# Putting them on the birds.



## texasred (Jan 29, 2012)

This was my dogs first real upland hunt after their training. It was also going to be my daughters first upland hunt and my husbands first time hunting over the dogs. The breeder of my dogs was nice enough to join us and give pointers along they way. I choose to carry my camera instead of a gun to capture the memories. Started out with a safety chat. Then released the dogs. My pretty boy Cash on point.

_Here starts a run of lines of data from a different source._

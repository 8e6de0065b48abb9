//! # Formatting Utilities
//!
//! Number and currency formatting for the pools overview.
//!
//! ## Functions
//!
//! - [`format_number`] - Format numbers with comma separators
//! - [`format_usd`] - Format a dollar amount with two decimals

/// Format a number with commas (e.g., 1234567.89 -> "1,234,567.89")
///
/// # Arguments
///
/// * `value` - The number to format
/// * `decimals` - Number of decimal places to show
pub fn format_number(value: f64, decimals: usize) -> String {
    let formatted = format!("{:.prec$}", value.abs(), prec = decimals);
    let (integer_part, decimal_part) = formatted
        .split_once('.')
        .unwrap_or((formatted.as_str(), ""));

    // Add commas to integer part
    let mut result = String::new();
    for (i, ch) in integer_part.chars().rev().enumerate() {
        if i > 0 && i % 3 == 0 {
            result.push(',');
        }
        result.push(ch);
    }

    let integer_with_commas: String = result.chars().rev().collect();
    let sign = if value < 0.0 && formatted.chars().any(|c| c.is_ascii_digit() && c != '0') {
        "-"
    } else {
        ""
    };

    if decimal_part.is_empty() {
        format!("{sign}{integer_with_commas}")
    } else {
        format!("{sign}{integer_with_commas}.{decimal_part}")
    }
}

/// Format a USD amount (e.g., 2.58 -> "$2.58", -1200.5 -> "-$1,200.50")
pub fn format_usd(value: f64) -> String {
    let amount = format_number(value, 2);
    match amount.strip_prefix('-') {
        Some(abs) => format!("-${abs}"),
        None => format!("${amount}"),
    }
}

#[cfg(test)]
mod tests {
    use super::*;

    #[test]
    fn test_format_number() {
        assert_eq!(format_number(1234567.89, 2), "1,234,567.89");
        assert_eq!(format_number(100.0, 2), "100.00");
        assert_eq!(format_number(999.0, 0), "999");
        assert_eq!(format_number(-1234.5, 1), "-1,234.5");
    }

    #[test]
    fn test_negative_zero_has_no_sign() {
        assert_eq!(format_number(-0.001, 2), "0.00");
    }

    #[test]
    fn test_format_usd() {
        assert_eq!(format_usd(2.58), "$2.58");
        assert_eq!(format_usd(1_200.5), "$1,200.50");
        assert_eq!(format_usd(-1_200.5), "-$1,200.50");
    }
}
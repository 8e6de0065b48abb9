//! UI Components

pub mod display_left_time;
pub mod language_select;
pub mod main_layout;
pub mod menu_dropdown_icon;
pub mod overview_label_value;
pub mod temp_banner;

pub use display_left_time::DisplayLeftTime;
pub use language_select::LanguageSelect;
pub use main_layout::MainLayout;
pub use menu_dropdown_icon::MenuDropdownIcon;
pub use overview_label_value::OverviewLabelValue;
pub use temp_banner::TempBanner;
//! Pools Page - overview of the active labs with price and reward payout

use leptos::prelude::*;

use crate::components::{DisplayLeftTime, OverviewLabelValue};
use crate::state::countdown::use_countdown;
use crate::state::epochs::use_epoch_context;
use crate::state::i18n::use_i18n;
use crate::utils::constants::OSMO_PRICE_USD;
use crate::utils::format::format_usd;

#[component]
pub fn PoolsPage() -> impl IntoView {
    view! {
        <div class="pools-page">
            <LabsOverview/>
        </div>
    }
}

#[component]
fn LabsOverview() -> impl IntoView {
    let i18n = use_i18n();

    view! {
        <section>
            <div class="flex items-center mb-6">
                <h5 class="mr-0.5">{move || i18n.t("pools.activeLabs")}</h5>
            </div>
            <ul class="flex items-center gap-20">
                <DispPrice/>
                <DispRewardPayout/>
            </ul>
        </section>
    }
}

#[component]
fn DispPrice() -> impl IntoView {
    let i18n = use_i18n();

    view! {
        <OverviewLabelValue label=Signal::derive(move || i18n.t("pools.osmoPrice"))>
            <h4>{format_usd(OSMO_PRICE_USD)}</h4>
        </OverviewLabelValue>
    }
}

/// Countdown to the end of the reward epoch.
#[component]
fn DispRewardPayout() -> impl IntoView {
    let i18n = use_i18n();
    let epochs = use_epoch_context();

    let time_left = use_countdown(Signal::derive(move || epochs.end_time()));

    view! {
        <OverviewLabelValue label=Signal::derive(move || i18n.t("pools.rewardPayout"))>
            <DisplayLeftTime time_left=time_left/>
            <Show when=move || epochs.error.with(Option::is_some)>
                <span class="overview-stale" title=move || epochs.error.get().unwrap_or_default()>
                    "•"
                </span>
            </Show>
        </OverviewLabelValue>
    }
}
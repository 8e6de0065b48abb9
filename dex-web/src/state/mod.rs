//! Reactive state shared through Leptos context

pub mod countdown;
pub mod epochs;
pub mod i18n;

My daughter taking the shot.










Cash bringing her the bird.


















No shots were taken on this picture but I caught the quail flushing.


----------



## texasred (Jan 29, 2012)

After looking at this I need to re-size all my pictures before posting them.


----------



## harrigab (Aug 21, 2011)

Great photos Texas Red, looks like a good day was had by all.


----------



## texasred (Jan 29, 2012)

I think this picture maybe a little closer to the right size.









June getting to ride.









I should have taken this picture from a diffrent direction. The shadows make it had to see the birds taken that day.


----------



## Migs53 (Feb 14, 2012)

Nice Pictures TexasRed! 

Where'd you buy your V from? I'm looking into buying one and am just getting started looking for a breeder to buy from. I live in the Houston area, but am willing to travel around Texas east of IH-35.(sorry to change topic of thread with this question)


----------



## texasred (Jan 29, 2012)

I bought mine from a fella out of Fort worth, Hes not a breeder so doesn't have pups often. His dogs are field bred and he guides upland hunts over them. I can email him and ask if he has any and pass the info on to you. I do know of a nicely bred one year old intact male. He has obedience training, house broke and I believe collar conditioned but has not had bird training. The asking price is $600.


----------



## Migs53 (Feb 14, 2012)

Wow, that sounds intriguing. There may be something about bringing home the pup and the early bonding that is something I don't know if I want to miss. Though it is a bit of a "jumpstart" on the training, especially the potty training and puppy crying at night headaches .

I appreciate your info and checking on that for me!


----------